# Backtest 2019

## What is the backtest?

The backtest analyzes data from a past period of time to determine the ideal values of seven different metrics (discussed later) for each sector.  This version of the backtest uses the jupyter notebook format to describe each part, as well as to increase efficiency.

#  
### Library Imports

- pandas - used to manipulate data within different data structures
- datetime - used to get today's date and current time
- time - used for calculating runtime
- numpy - supports mathematical functions for large volume data structures
- product - creates a cartesian product

In [6]:
from pandas import *
import pandas as pd
from datetime import *
import time
import numpy as np
from itertools import product
from IPython.display import display

### Effiency and timing

In the past, it has taken dozens of hours to complete the backtests.  This is costly in terms of time and electricity (which should be considered as a sustainability-oriented organization).  The block below assigns the current time to a variable so that we can later determine runtime.

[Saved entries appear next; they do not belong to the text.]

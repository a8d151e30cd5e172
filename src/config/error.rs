//! Configuration loading errors.

use crate::pipeline::ValidationError;
use std::path::PathBuf;
use thiserror::Error;

/// Errors loading or validating a deployment configuration
#[allow(missing_docs)]
#[derive(Debug, Error)]
pub enum ConfigError {
    #[error("error reading config file {}: {source}", path.display())]
    Read {
        path: PathBuf,
        #[source]
        source: std::io::Error,
    },

    #[error("error parsing config file: {0}")]
    Parse(#[from] serde_yaml::Error),

    #[error("no servers defined in configuration")]
    NoServers,

    #[error("server name cannot be empty")]
    EmptyServerName,

    #[error("deployment name cannot be empty")]
    EmptyDeploymentName,

    #[error("duplicate {kind} name: {name}")]
    Duplicate { kind: &'static str, name: String },

    #[error("invalid value for {field} of server {server}: {message}")]
    InvalidServer {
        server: String,
        field: &'static str,
        message: String,
    },

    #[error("invalid pipeline for deployment {deployment}: {source}")]
    InvalidPipeline {
        deployment: String,
        #[source]
        source: ValidationError,
    },

    #[error("{kind} '{name}' in deploy plan not found in {kind} definitions")]
    InvalidReference { kind: &'static str, name: String },
}

/// Result alias for configuration operations
pub type ConfigResult<T> = std::result::Result<T, ConfigError>;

We also establish our sectors and metrics in lists.

In [7]:
st = time.time()

sectors = ['Consumer Discretionary', 'Consumer Staples', 'Energy', 'Financials', 'Health Care', 'Industrials', \
           'Information Technology', 'Materials', 'Real Estate', 'Telecommunication Services', 'Utilities', 'Materials']
metrics = [ 'PE_RATIO', 'PX_TO_BOOK_RATIO', 'TRAIL_12M_EPS', 'TOT_DEBT_TO_TOT_EQY', \
               'PRICE_TO_FCF', 'RETURN_COM_EQY', 'RETURN_ON_ASSET' ]

pd.options.mode.chained_assignment = None #allow chained assignment

### Risk-free rates

In [9]:
#Define risk-free rates
TBill3Mth = (2.34/100)
Libor3Mth = (2.62/100)

#  
#   
# Step 1: Data input and Setup, Organic Range Generation

The basis of our backtest are frames - sets of each metric, each containing a different combination of values.  In order to determine what these values are, we have to come up with a range for each metric, for each sector.

We also import our data file for range generation -- the last 10 years of data for each company.  The data is imported to a **dataframe**, a data structure which can be thought of as an excel sheet manipulable through python.  The dataframe is then sorted.

### Data Import

In [17]:
#sdf = pd.read_excel("data/spyx2007-2017 dat.xlsx", index_col=[0,1])
#^The above code links to the .xlsx file that has QYears instead of dates;
#I'm unsure of the status of QYear, I don't think Bob every fully implemented it.
sdf = read_csv("Backtest VALUES.csv",index_col='DATE',parse_dates=True)

sdf = sdf.sort_index()

#drop any rows without a date
sdf.dropna(axis='index',how='any',inplace=True)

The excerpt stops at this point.